• Problem details
Each record must be retyped in full. No character may differ.

Records drawn from a dataset:
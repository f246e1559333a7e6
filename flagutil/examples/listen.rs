//! Example CLI that accepts listen addresses, an upstream URL and a timeout.
//!
//! ```text
//! LISTEN_ADDRS=localhost:4000 cargo run --example listen -- \
//!     -H localhost:4000,localhost:5000 --upstream https://example.com --timeout 30s
//! ```

use std::error::Error;
use std::io::{self, Write};

use clap::Parser;
use flagutil::{Duration, ListenAddresses, Url, env_or_parse};

/// Command-line options for the listener.
#[derive(Parser, Debug)]
struct Cli {
    /// Comma-separated addresses to listen on; falls back to `LISTEN_ADDRS`.
    #[arg(short = 'H', long)]
    listen: Option<ListenAddresses>,
    /// Upstream service to forward to.
    #[arg(long)]
    upstream: Option<Url>,
    /// How long to wait for the upstream.
    #[arg(long, default_value = "10s")]
    timeout: Duration,
}

fn run(cli: &Cli, listen: &ListenAddresses, out: &mut impl Write) -> io::Result<()> {
    for addr in listen {
        writeln!(out, "listening on {addr} (host {}, port {})", addr.host(), addr.port())?;
    }
    writeln!(out, "all addresses: {listen}")?;
    let upstream = cli.upstream.as_ref().map_or_else(
        || "no upstream configured".to_owned(),
        |url| format!("forwarding to {url}"),
    );
    writeln!(out, "{upstream}")?;
    writeln!(out, "timeout: {}", cli.timeout)
}

fn main() -> Result<(), Box<dyn Error>> {
    let cli = Cli::parse();
    let listen = cli
        .listen
        .clone()
        .map_or_else(|| env_or_parse("LISTEN_ADDRS", "localhost:4000"), Ok)?;
    let stdout = io::stdout();
    let mut lock = stdout.lock();
    run(&cli, &listen, &mut lock)?;
    Ok(())
}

• Output of the exercise
repository f246e1559333a7e6
filename flagutil/examples/listen.rs
//! Example CLI that accepts listen addresses, an upstream URL and a timeout.
//!
//! ```text
//! LISTEN_ADDRS=localhost:4000 cargo run --example listen -- \
//!     -H localhost:4000,localhost:5000 --upstream https://example.com --timeout 30s
//! ```

use std::error::Error;
use std::io::{self, Write};

use clap::Parser;
use flagutil::{Duration, ListenAddresses, Url, env_or_parse};

/// Command-line options for the listener.
#[derive(Parser, Debug)]
struct Cli {
    /// Comma-separated addresses to listen on; falls back to `LISTEN_ADDRS`.
    #[arg(short = 'H', long)]
    listen: Option<ListenAddresses>,
    /// Upstream service to forward to.
    #[arg(long)]
    upstream: Option<Url>,
    /// How long to wait for the upstream.
    #[arg(long, default_value = "10s")]
    timeout: Duration,
}

fn run(cli: &Cli, listen: &ListenAddresses, out: &mut impl Write) -> io::Result<()> {
    for addr in listen {
        writeln!(out, "listening on {addr} (host {}, port {})", addr.host(), addr.port())?;
    }
    writeln!(out, "all addresses: {listen}")?;
    let upstream = cli.upstream.as_ref().map_or_else(
        || "no upstream configured".to_owned(),
        |url| format!("forwarding to {url}"),
    );
    writeln!(out, "{upstream}")?;
    writeln!(out, "timeout: {}", cli.timeout)
}

fn main() -> Result<(), Box<dyn Error>> {
    let cli = Cli::parse();
    let listen = cli
        .listen
        .clone()
        .map_or_else(|| env_or_parse("LISTEN_ADDRS", "localhost:4000"), Ok)?;
    let stdout = io::stdout();
    let mut lock = stdout.lock();
    run(&cli, &listen, &mut lock)?;
    Ok(())
}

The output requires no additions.